AMA Recap: Sparse Merkle Trees and the New State Model

In the previous research blog post "Sparse Merkle Trees and New State Model", we introduced one of the cornerstones of Lisk-interoperability: The state model of an interoperable chain. The blog post describes the concept of sparse Merkle trees, first introduced to the Lisk protocol in LIP 0039, and explores the state model, the state tree, and the new storage interface.

In order to understand what will change from a developer perspective when interoperability is implemented into the new SDK we published a blog post and also hosted a live AMA (Ask Me Anything) on Lisk.chat to give the community a chance to learn more about the topic of Sparse Merkle Trees and the New State Model. In this blog post, we recap the full AMA session and feature the questions asked by community members, as well as the answers of Alessandro Ricottone, Research Scientist.

By Lisk

28 Jun 2021

AMA_Sparse_Merkle_Trees&New_State_Model_Social@2x.png

In this blog post, we recap the full AMA session and feature the questions asked by community members, as well as the answers of Alessandro Ricottone, Research Scientist.

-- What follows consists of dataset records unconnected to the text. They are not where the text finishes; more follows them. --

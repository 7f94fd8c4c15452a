//! Source transformer
//!
//! Parses each source unit with tree-sitter, walks its declarations and
//! applies the requested marker edits in a single pass per unit. Text outside
//! the edits is reproduced unchanged.
//!
//! - [`declaration`]: declaration kinds and the caller's kind filter
//! - [`edit`]: byte-range edit set
//! - [`javadoc`]: documentation comment rebuild
//! - [`names`]: whether a bare `Deprecated` is shadowed

pub mod declaration;
pub mod edit;
pub mod javadoc;
pub mod names;
mod visitor;

pub use declaration::{DeclarationKind, KindError, KindFilter, RECORDS_SINCE_RELEASE};
pub use edit::{Edit, EditSet};
pub use names::NameScope;

use crate::error::{TransformError, TransformResult};
use crate::marker::Marker;
use crate::report::{ArchiveReport, UnitReport};
use crate::scratch::walk_error;
use std::fs;
use std::path::Path;
use tree_sitter::Parser;
use visitor::DeclarationVisitor;
use walkdir::WalkDir;

/// File suffix of source units
pub const SOURCE_UNIT_SUFFIX: &str = ".java";

/// Java release assumed when none is configured
pub const DEFAULT_JAVA_RELEASE: u16 = 16;

/// Whether an archive entry name denotes a source unit
#[inline]
#[must_use]
pub fn is_source_unit(entry_name: &str) -> bool {
    entry_name.ends_with(SOURCE_UNIT_SUFFIX) && !entry_name.ends_with('/')
}

/// Adds the deprecation marker and documentation tag to source units
#[derive(Debug, Clone)]
pub struct SourceTransformer {
    marker: Marker,
    kinds: KindFilter,
    java_release: u16,
}

impl SourceTransformer {
    /// Transformer with the given message, every kind and the default release
    #[must_use]
    pub fn new(message: Option<&str>) -> Self {
        Self {
            marker: Marker::source(message),
            kinds: KindFilter::all(),
            java_release: DEFAULT_JAVA_RELEASE,
        }
    }

    /// Restrict marking to `kinds`
    #[must_use]
    pub fn with_kinds(mut self, kinds: KindFilter) -> Self {
        self.kinds = kinds;
        self
    }

    /// Language level used to recognize release-dependent declarations
    #[must_use]
    pub fn with_java_release(mut self, java_release: u16) -> Self {
        self.java_release = java_release;
        self
    }

    #[inline]
    #[must_use]
    pub fn marker(&self) -> &Marker {
        &self.marker
    }

    #[inline]
    #[must_use]
    pub fn kinds(&self) -> &KindFilter {
        &self.kinds
    }

    /// Rewrite one source unit
    ///
    /// # Errors
    /// Fails when the grammar cannot be loaded or the parser gives up
    pub fn transform_unit(&self, name: &str, text: &str) -> TransformResult<(String, UnitReport)> {
        let mut parser = new_parser()?;
        self.rewrite(&mut parser, name, text)
    }

    /// Rewrite every source unit under `input_dir` into `output_dir`
    ///
    /// Other files, and source units that are not valid UTF-8, are copied
    /// unchanged.
    ///
    /// # Errors
    /// Fails on filesystem errors or when a unit cannot be parsed at all
    pub fn transform_tree(&self, input_dir: &Path, output_dir: &Path) -> TransformResult<ArchiveReport> {
        let mut parser = new_parser()?;
        let mut report = ArchiveReport::default();

        for entry in WalkDir::new(input_dir).sort_by_file_name() {
            let entry = entry.map_err(|e| walk_error(input_dir, e))?;
            let Ok(relative) = entry.path().strip_prefix(input_dir) else {
                continue;
            };
            let target = output_dir.join(relative);

            if entry.file_type().is_dir() {
                fs::create_dir_all(&target).map_err(|e| TransformError::io_error(&target, e))?;
                continue;
            }

            let bytes = fs::read(entry.path()).map_err(|e| TransformError::io_error(entry.path(), e))?;
            let name = relative.to_string_lossy().replace('\\', "/");
            let output = if is_source_unit(&name) {
                match String::from_utf8(bytes) {
                    Ok(text) => {
                        let (rewritten, unit) = self.rewrite(&mut parser, &name, &text)?;
                        report.add_unit(&unit);
                        rewritten.into_bytes()
                    }
                    Err(e) => {
                        tracing::warn!("Passing through {} unchanged: not valid UTF-8", name);
                        report.add_skipped_unit();
                        e.into_bytes()
                    }
                }
            } else {
                report.add_resource();
                bytes
            };
            fs::write(&target, output).map_err(|e| TransformError::io_error(&target, e))?;
        }
        Ok(report)
    }

    fn rewrite(&self, parser: &mut Parser, name: &str, text: &str) -> TransformResult<(String, UnitReport)> {
        let tree = parser.parse(text, None).ok_or_else(|| TransformError::SourceParse {
            unit: name.to_string(),
        })?;
        let root = tree.root_node();
        if root.has_error() {
            tracing::warn!("Syntax errors in {}; marking recognizable declarations only", name);
        }

        let scope = NameScope::from_unit(root, text.as_bytes());
        let visitor = DeclarationVisitor::new(text, &self.marker, &self.kinds, self.java_release, scope);
        let (edits, report) = visitor.visit_unit(root);

        if edits.is_empty() {
            return Ok((text.to_string(), report));
        }
        tracing::debug!("Marked {}: {} declarations", name, report.newly_marked());
        Ok((edits.apply(text), report))
    }
}

impl Default for SourceTransformer {
    fn default() -> Self {
        Self::new(None)
    }
}

fn new_parser() -> TransformResult<Parser> {
    let mut parser = Parser::new();
    parser
        .set_language(&tree_sitter_java::LANGUAGE.into())
        .map_err(|e| TransformError::ParserInit(e.to_string()))?;
    Ok(parser)
}

#[cfg(test)]
mod tests {
    use super::*;
    use pretty_assertions::assert_eq;

    fn mark(source: &str) -> (String, UnitReport) {
        SourceTransformer::default().transform_unit("A.java", source).unwrap()
    }

    #[test]
    fn marks_type_members_on_own_lines() {
        let source = "package p;\n\npublic class A {\n    private int x;\n\n    public void m() {}\n}\n";
        let (out, report) = mark(source);
        assert_eq!(
            out,
            "package p;\n\n/**\n * @deprecated Deprecated API.\n */\n@java.lang.Deprecated\npublic class A {\n    /**\n     * @deprecated Deprecated API.\n     */\n    @java.lang.Deprecated\n    private int x;\n\n    /**\n     * @deprecated Deprecated API.\n     */\n    @java.lang.Deprecated\n    public void m() {}\n}\n"
        );
        assert_eq!(report.newly_marked(), 3);
    }

    #[test]
    fn extends_existing_documentation() {
        let source = "/**\n * Greets.\n */\npublic class A {}\n";
        let (out, _) = mark(source);
        assert_eq!(
            out,
            "/**\n * Greets.\n * @deprecated Deprecated API.\n */\n@java.lang.Deprecated\npublic class A {}\n"
        );
    }

    #[test]
    fn plain_comments_do_not_hide_documentation() {
        let (out, _) = mark("/** Doc. */\n// note\npublic class A {}\n");
        assert_eq!(
            out,
            "/** Doc.\n * @deprecated Deprecated API.\n */\n// note\n@java.lang.Deprecated\npublic class A {}\n"
        );

        let (out, _) = mark("/** Doc. */\n/* plain */\nclass B {}\n");
        assert_eq!(out.matches("/**").count(), 1);
        assert!(out.starts_with("/** Doc.\n * @deprecated Deprecated API.\n */\n/* plain */\n@java.lang.Deprecated\nclass B"));
    }

    #[test]
    fn same_line_documentation_moves_declaration_down() {
        let (out, _) = mark("class A {\n    /** Doc. */ private int x;\n}\n");
        assert_eq!(
            out,
            "/**\n * @deprecated Deprecated API.\n */\n@java.lang.Deprecated\nclass A {\n    /** Doc.\n     * @deprecated Deprecated API.\n     */\n    @java.lang.Deprecated\n    private int x;\n}\n"
        );
    }

    #[test]
    fn already_marked_declarations_are_untouched() {
        let source = "@Deprecated\nclass A {\n    @java.lang.Deprecated int x;\n}\n";
        let (out, report) = mark(source);
        assert_eq!(out, source);
        assert_eq!(report.already_marked(), 2);
        assert!(!report.changed());
    }

    #[test]
    fn shadowed_simple_name_is_not_a_marker() {
        let source = "import com.example.Deprecated;\n@Deprecated\nclass A {}\n";
        let (out, report) = mark(source);
        assert!(out.contains("@java.lang.Deprecated\n@Deprecated\nclass A"));
        assert_eq!(report.types.marked, 1);
    }

    #[test]
    fn inline_enum_constants_get_inline_markers() {
        let source = "enum E { ONE, TWO }\n";
        let (out, report) = mark(source);
        assert_eq!(
            out,
            "/**\n * @deprecated Deprecated API.\n */\n@java.lang.Deprecated\nenum E { /** @deprecated Deprecated API. */ @java.lang.Deprecated ONE, /** @deprecated Deprecated API. */ @java.lang.Deprecated TWO }\n"
        );
        assert_eq!(report.enum_constants.marked, 2);
    }

    #[test]
    fn method_bodies_are_not_entered() {
        let source = "class A {\n    void m() {\n        class Local {}\n        Runnable r = new Runnable() { public void run() {} };\n    }\n    static { class InInit {} }\n}\n";
        let (out, report) = mark(source);
        assert_eq!(out.matches("@java.lang.Deprecated").count(), 2);
        assert!(out.contains("        class Local {}"));
        assert_eq!(report.types.marked, 1);
        assert_eq!(report.methods.marked, 1);
    }

    #[test]
    fn kind_filter_still_descends_into_containers() {
        let transformer = SourceTransformer::default().with_kinds(KindFilter::only([DeclarationKind::Method]));
        let (out, report) = transformer
            .transform_unit("A.java", "class A {\n    int f;\n    void m() {}\n}\n")
            .unwrap();
        assert_eq!(out.matches("@java.lang.Deprecated").count(), 1);
        assert_eq!(report.methods.marked, 1);
        assert_eq!(report.types, Default::default());
    }

    #[test]
    fn records_follow_release() {
        let source = "record R(int x) {\n    void m() {}\n}\n";
        let (_, modern) = mark(source);
        assert_eq!(modern.newly_marked(), 2);

        let legacy = SourceTransformer::default().with_java_release(11);
        let (_, report) = legacy.transform_unit("R.java", source).unwrap();
        assert_eq!(report.types.marked, 0);
    }

    #[test]
    fn syntax_errors_are_tolerated() {
        let source = "class A {\n    void ok() {}\n    int broken = ;\n}\n";
        let (out, report) = mark(source);
        assert!(out.contains("@java.lang.Deprecated\n    void ok()"));
        assert!(report.methods.marked >= 1);
    }

    #[test]
    fn message_is_used_verbatim() {
        let transformer = SourceTransformer::new(Some("Use Foo instead."));
        let (out, _) = transformer.transform_unit("A.java", "class A {}\n").unwrap();
        assert!(out.contains(" * @deprecated Use Foo instead.\n"));
    }
}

Alessandro opens the AMA Hello everyone!
Sand: Hi Alessandro, could you explain the regular Merkle tree
Alessandro: First things first, let me link my previous [blog post](https://lisk.com/blog/research/introducing-lisk-tree). In short, a regular Merkle tree (RMT from now on) is an authenticated data structure organized as a tree. Authenticated because it is possible to hold a single hash, the Merkle root, to commit to the underlying array.

This means that there is a "one-wayness" if you want, where each possible array corresponds to a unique Merkle root. It's organized as a tree because rather than just hashing the array directly, we put each element in a leaf node and then hash those pairwise until we get to the root the advantage of doing so is that basically you can show that an element is part of the underlying array with a short proof, where short means that it scales logarithmically with the number of elements, rather than linearly.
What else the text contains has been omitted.